ESCLUSIVA WEB - Il parco nazionale della Sila

Pubblichiamo in versione integrale l'articolo "Mettersi in Sila", pubblicato su Qui Touring nel mese di ottobre 2011. Tema: il parco nazionale e le sue peculiarità. 

 “Tutti sanno che esiste ma nessuno sa che cos’è”. Si arrampica, lo scoiattolo, veloce come il fulmine e nero come la pece. Un attimo ed è già sparito tra le fronde del vutullo numero 23, perdendosi nella rada chioma che quasi non si vede da terra. I giganti di Fallistro, li chiamano questi 57 mastodontici pini larici (vutulli in dialetto locale) che da qualche centinaio d’anni guardano la Sila Grande dall’alto: simbolo di quella generosa selva brutia, come già la definiva Virgilio, che elargì legno a destra e a manca, ai Greci per le loro navi, ai Papi per costruire S. Pietro, agli americani per ripagarli dei torti subiti durante la guerra. “I silani ci ricavavano la pece bruzia, che non aveva rivali per profumo e proprietà” spiega Pietro Vallone, agente del Corpo forestale dello Stato, mentre vaghiamo con il naso all’insù ricercando lo scoiattolo fantasma. Più tardi, Pietro ci porta fin su a Macchia Longa, strada dissestata che sale tra i faggi, poi ancora tra i pini, fino a raggiungere pianori d’alta quota dove vagano mansuete le podoliche, bianche e placide mucche che insieme al vutullo sono un’altra gloria della Sila. Dalla cima, l’altopiano si perde nel sole, tra i boschi, le praterie e il lago di Cecita che occhieggia da lontano. “Non è bello, da quassù?” sussurra Pietro. “Io ci vengo da vent’anni e non mi sono ancora stancato”. Pare Trentino, o forse Scandinavia, o anche Canada. Nord, comunque. “E dovresti vederlo d’inverno, quando tutto è avvolto dalla neve e qui si viene con le ciaspole”. Pensare che il Mediterraneo è lì dietro l’angolo.

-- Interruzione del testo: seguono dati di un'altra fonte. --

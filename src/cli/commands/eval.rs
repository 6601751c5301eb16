//! Eval command implementation.

use crate::cli::preflight::{self, Operation};
use crate::cli::Output;
use crate::config::Settings;
use crate::eval::{summarize, write_reports, Evaluator, TEST_QUERIES};
use crate::rag::{PromptVersion, QueryPipeline};
use anyhow::Result;

/// Run the eval command.
pub async fn run_eval(
    output: Option<String>,
    prompt_versions: &[String],
    top_k: Option<usize>,
    settings: Settings,
) -> Result<()> {
    let versions: Vec<PromptVersion> = if prompt_versions.is_empty() {
        PromptVersion::ALL.to_vec()
    } else {
        prompt_versions
            .iter()
            .map(|v| v.parse())
            .collect::<crate::Result<_>>()?
    };
    if top_k == Some(0) {
        anyhow::bail!("--top-k must be at least 1");
    }

    if let Err(e) = preflight::check(Operation::Ask, &settings) {
        Output::error(&format!("{}", e));
        Output::info("Run 'kneerag doctor' for detailed diagnostics.");
        return Err(e.into());
    }

    let out_dir = match output {
        Some(dir) => Settings::expand_path(&dir),
        None => settings.results_dir(),
    };

    let pipeline = QueryPipeline::from_settings(&settings)?;
    let evaluator = Evaluator::new(&pipeline).with_top_k(top_k);

    let total = versions.len() * TEST_QUERIES.len();
    let pb = Output::progress_bar(total as u64, "Evaluating");

    let rows = evaluator
        .run_with_progress(&versions, &TEST_QUERIES, |row| {
            pb.set_message(format!("{} {}", row.prompt_version, row.question));
            pb.inc(1);
        })
        .await;
    pb.finish_and_clear();

    let paths = write_reports(&rows, &out_dir)?;

    Output::header("Summary (means)");
    for s in summarize(&rows) {
        Output::kv(
            &format!("{} {}", s.prompt_version, s.prompt_version.label()),
            &format!(
                "{:.2} s, {:.0} tokens, ${:.6}{}",
                s.latency_total_sec,
                s.token_count,
                s.estimated_cost_usd,
                if s.failed > 0 {
                    format!(" ({} failed)", s.failed)
                } else {
                    String::new()
                }
            ),
        );
    }
    println!();

    Output::success(&format!("Saved raw results to {}", paths.raw.display()));
    Output::success(&format!("Saved summary metrics to {}", paths.summary.display()));
    Output::info("Score correctness and completeness manually in the raw results.");
    Ok(())
}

“Tutti sanno che esiste ma nessuno sa che cos’è”. Plana verso il mare, la poiana, lenta e maestosa come solo i rapaci sanno volare. Un’ora di auto verso sud e la montagna diventa collina, il pino l’ulivo. “Le capanne dei pastori erano costruite con rami di mirto e ginestra” racconta Pasquale De Fazio mentre entriamo nel canyon delle Valli Cupe, a qualche chilometro da Sersale. Là i peciari, qui i pastori e i briganti: altre storie, sempre storie di Sila. Il canyon di arenaria si spiega prima stretto, poi più ampio tra ciuffi di capelvenere e lucertole che si rincorrono, lo percorriamo nell’afa di una mattina di un settembre glorioso. Non c’è una carta, per terra, la segnaletica è perfetta, il sentiero pure. Pasquale ci spiega che la sua cooperativa ne gestisce quattro, di siti naturalistici, per i Comuni di Sersale e Zagarise: cascate e gole (quella del Crocchio regala idilliache pozze d’acqua cristallina) che sono state ben attrezzate con camminamenti e passerelle. Loro provvedono a visite guidate per scuole e famiglie, mentre ai turisti singoli chiedono un simbolico biglietto d’ingresso per ripagare manutenzione e investimenti. Se fossero tutti così... e non solo perché della Calabria spesso si ha un’altra, superficiale idea. Risaliamo in un tripudio di fichi d’India. Pensare che i duemila metri (e il fresco) del monte Botte Donato sono lì dietro l’angolo.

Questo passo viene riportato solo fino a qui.